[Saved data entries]
----------

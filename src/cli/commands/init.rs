//! Init command implementation
//!
//! Writes a sample configuration file.

use clap::Args;
use std::fs;
use std::path::Path;

/// Arguments for the init command
#[derive(Args, Debug)]
pub struct InitArgs {
    /// Path where to create the configuration file
    #[arg(short, long, default_value = "concept-exporter.toml")]
    pub output: String,

    /// Overwrite existing file
    #[arg(long)]
    pub force: bool,
}

impl InitArgs {
    /// Execute the init command
    pub async fn execute(&self) -> anyhow::Result<i32> {
        tracing::info!(output = %self.output, "Initializing configuration file");

        if Path::new(&self.output).exists() && !self.force {
            println!("Configuration file already exists: {}", self.output);
            println!("   Use --force to overwrite");
            return Ok(2);
        }

        match fs::write(&self.output, Self::sample_config()) {
            Ok(()) => {
                println!("Configuration file created: {}", self.output);
                println!();
                println!("Next steps:");
                println!("  1. Edit {} with your Neo4j and S3 writer URLs", self.output);
                println!("  2. Set NEO4J_PASSWORD in the environment or a .env file");
                println!("  3. Validate configuration: concept-exporter validate-config");
                println!("  4. Start the service: concept-exporter serve");
                println!();
                Ok(0)
            }
            Err(e) => {
                println!("Failed to write configuration file");
                println!("   Error: {e}");
                Ok(5)
            }
        }
    }

    fn sample_config() -> &'static str {
        r#"# Concept Exporter Configuration File
# Exports concepts from Neo4j as CSV files to Export RW S3

[application]
name = "concept-exporter"
system_code = "concept-exporter"
log_level = "info"

[server]
bind_address = "0.0.0.0"
port = 8080
request_timeout_seconds = 60

[neo4j]
base_url = "http://localhost:7474"
database = "neo4j"
# Basic auth; leave both unset for an unauthenticated database
# username = "neo4j"
# password = "${NEO4J_PASSWORD}"
timeout_seconds = 300

[s3_writer]
base_url = "http://localhost:8080"
# Defaults to <base_url>/__gtg
# health_url = "http://localhost:8080/__gtg"
timeout_seconds = 30

[s3_writer.retry]
max_retries = 3
initial_delay_ms = 500
max_delay_ms = 10000
backoff_multiplier = 2.0

[export]
concept_types = ["Brand", "Topic", "Location", "Person", "Organisation"]
api_base_url = "http://api.ft.com"

[logging]
local_enabled = false
local_path = "/var/log/concept-exporter"
local_rotation = "daily"   # daily | hourly | never
console_format = "pretty"  # pretty | json
"#
    }
}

----------

All records shown above are to be output exactly.

▶ **RESULT FOR THIS TASK**:
filename src/cli/commands/init.rs
//! Init command implementation
//!
//! Writes a sample configuration file.

use clap::Args;
use std::fs;
use std::path::Path;

/// Arguments for the init command
#[derive(Args, Debug)]
pub struct InitArgs {
    /// Path where to create the configuration file
    #[arg(short, long, default_value = "concept-exporter.toml")]
    pub output: String,

    /// Overwrite existing file
    #[arg(long)]
    pub force: bool,
}

impl InitArgs {
    /// Execute the init command
    pub async fn execute(&self) -> anyhow::Result<i32> {
        tracing::info!(output = %self.output, "Initializing configuration file");

        if Path::new(&self.output).exists() && !self.force {
            println!("Configuration file already exists: {}", self.output);
            println!("   Use --force to overwrite");
            return Ok(2);
        }

        match fs::write(&self.output, Self::sample_config()) {
            Ok(()) => {
                println!("Configuration file created: {}", self.output);
                println!();
                println!("Next steps:");
                println!("  1. Edit {} with your Neo4j and S3 writer URLs", self.output);
                println!("  2. Set NEO4J_PASSWORD in the environment or a .env file");
                println!("  3. Validate configuration: concept-exporter validate-config");
                println!("  4. Start the service: concept-exporter serve");
                println!();
                Ok(0)
            }
            Err(e) => {
                println!("Failed to write configuration file");
                println!("   Error: {e}");
                Ok(5)
            }
        }
    }

    fn sample_config() -> &'static str {
        r#"# Concept Exporter Configuration File
# Exports concepts from Neo4j as CSV files to Export RW S3

[application]
name = "concept-exporter"
system_code = "concept-exporter"
log_level = "info"

[server]
bind_address = "0.0.0.0"
port = 8080
request_timeout_seconds = 60

[neo4j]
base_url = "http://localhost:7474"
database = "neo4j"
# Basic auth; leave both unset for an unauthenticated database
# username = "neo4j"
# password = "${NEO4J_PASSWORD}"
timeout_seconds = 300

[s3_writer]
base_url = "http://localhost:8080"
# Defaults to <base_url>/__gtg
# health_url = "http://localhost:8080/__gtg"
timeout_seconds = 30

[s3_writer.retry]
max_retries = 3
initial_delay_ms = 500
max_delay_ms = 10000
backoff_multiplier = 2.0

[export]
concept_types = ["Brand", "Topic", "Location", "Person", "Organisation"]
api_base_url = "http://api.ft.com"

[logging]
local_enabled = false
local_path = "/var/log/concept-exporter"
local_rotation = "daily"   # daily | hourly | never
console_format = "pretty"  # pretty | json
"#
    }
}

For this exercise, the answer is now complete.